ASSIGNED TASK>
Below are entries; copy exactly the lines from the one with "self.save_to(&path)" through the one with "let content = serde_json::to_string_pretty(self)", both included, and leave out the rest.

MATERIAL FOR THE TASK>
+ + + + +

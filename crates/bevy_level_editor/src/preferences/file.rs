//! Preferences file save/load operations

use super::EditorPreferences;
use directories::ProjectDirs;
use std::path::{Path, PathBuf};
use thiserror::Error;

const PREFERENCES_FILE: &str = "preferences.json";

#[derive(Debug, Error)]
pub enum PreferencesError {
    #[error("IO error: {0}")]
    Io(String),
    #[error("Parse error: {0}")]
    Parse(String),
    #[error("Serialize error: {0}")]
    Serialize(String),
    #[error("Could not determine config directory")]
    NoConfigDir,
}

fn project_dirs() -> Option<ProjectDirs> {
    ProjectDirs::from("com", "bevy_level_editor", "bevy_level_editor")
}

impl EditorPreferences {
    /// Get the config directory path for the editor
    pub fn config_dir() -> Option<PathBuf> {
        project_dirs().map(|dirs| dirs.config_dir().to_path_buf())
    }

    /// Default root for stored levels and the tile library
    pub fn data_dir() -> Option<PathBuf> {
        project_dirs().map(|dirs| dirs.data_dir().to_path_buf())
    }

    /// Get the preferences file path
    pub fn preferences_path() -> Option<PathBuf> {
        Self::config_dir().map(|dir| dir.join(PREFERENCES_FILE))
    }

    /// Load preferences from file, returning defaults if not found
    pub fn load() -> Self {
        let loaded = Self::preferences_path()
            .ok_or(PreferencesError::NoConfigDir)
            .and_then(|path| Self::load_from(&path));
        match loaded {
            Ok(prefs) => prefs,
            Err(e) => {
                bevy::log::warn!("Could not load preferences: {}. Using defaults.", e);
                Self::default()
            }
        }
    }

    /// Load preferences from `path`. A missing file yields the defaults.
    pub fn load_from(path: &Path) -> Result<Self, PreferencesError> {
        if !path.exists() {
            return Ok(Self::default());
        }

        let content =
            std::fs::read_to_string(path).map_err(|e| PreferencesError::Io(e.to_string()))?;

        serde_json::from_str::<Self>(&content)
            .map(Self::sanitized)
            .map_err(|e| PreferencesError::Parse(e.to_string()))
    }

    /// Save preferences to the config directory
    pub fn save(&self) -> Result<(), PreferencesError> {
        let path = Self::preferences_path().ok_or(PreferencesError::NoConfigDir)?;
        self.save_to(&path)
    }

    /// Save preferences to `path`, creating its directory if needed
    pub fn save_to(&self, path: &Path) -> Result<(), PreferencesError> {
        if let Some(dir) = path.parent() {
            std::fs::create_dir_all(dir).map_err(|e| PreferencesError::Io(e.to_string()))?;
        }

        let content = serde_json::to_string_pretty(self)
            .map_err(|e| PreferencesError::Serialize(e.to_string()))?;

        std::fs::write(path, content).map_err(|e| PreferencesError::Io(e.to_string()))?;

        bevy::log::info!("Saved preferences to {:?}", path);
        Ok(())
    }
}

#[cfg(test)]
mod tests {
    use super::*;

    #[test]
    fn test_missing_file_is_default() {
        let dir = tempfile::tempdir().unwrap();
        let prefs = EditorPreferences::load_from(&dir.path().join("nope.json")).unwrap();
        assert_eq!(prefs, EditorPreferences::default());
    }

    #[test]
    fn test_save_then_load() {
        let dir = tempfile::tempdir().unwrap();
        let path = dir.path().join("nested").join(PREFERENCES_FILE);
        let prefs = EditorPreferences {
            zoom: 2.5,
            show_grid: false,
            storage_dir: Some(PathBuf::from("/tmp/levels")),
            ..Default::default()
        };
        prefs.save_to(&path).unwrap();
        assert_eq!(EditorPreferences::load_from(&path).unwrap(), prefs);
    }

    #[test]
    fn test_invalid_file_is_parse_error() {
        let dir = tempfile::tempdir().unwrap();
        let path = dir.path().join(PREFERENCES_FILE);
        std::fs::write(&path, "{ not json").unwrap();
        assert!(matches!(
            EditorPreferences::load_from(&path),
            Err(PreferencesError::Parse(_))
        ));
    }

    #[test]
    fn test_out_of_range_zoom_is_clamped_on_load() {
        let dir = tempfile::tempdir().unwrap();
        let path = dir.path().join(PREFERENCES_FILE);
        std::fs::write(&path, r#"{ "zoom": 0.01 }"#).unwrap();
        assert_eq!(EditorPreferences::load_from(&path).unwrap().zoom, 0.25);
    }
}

+ + + + +

PROBLEM SOLUTION>
        self.save_to(&path)
    }

    /// Save preferences to `path`, creating its directory if needed
    pub fn save_to(&self, path: &Path) -> Result<(), PreferencesError> {
        if let Some(dir) = path.parent() {
            std::fs::create_dir_all(dir).map_err(|e| PreferencesError::Io(e.to_string()))?;
        }

        let content = serde_json::to_string_pretty(self)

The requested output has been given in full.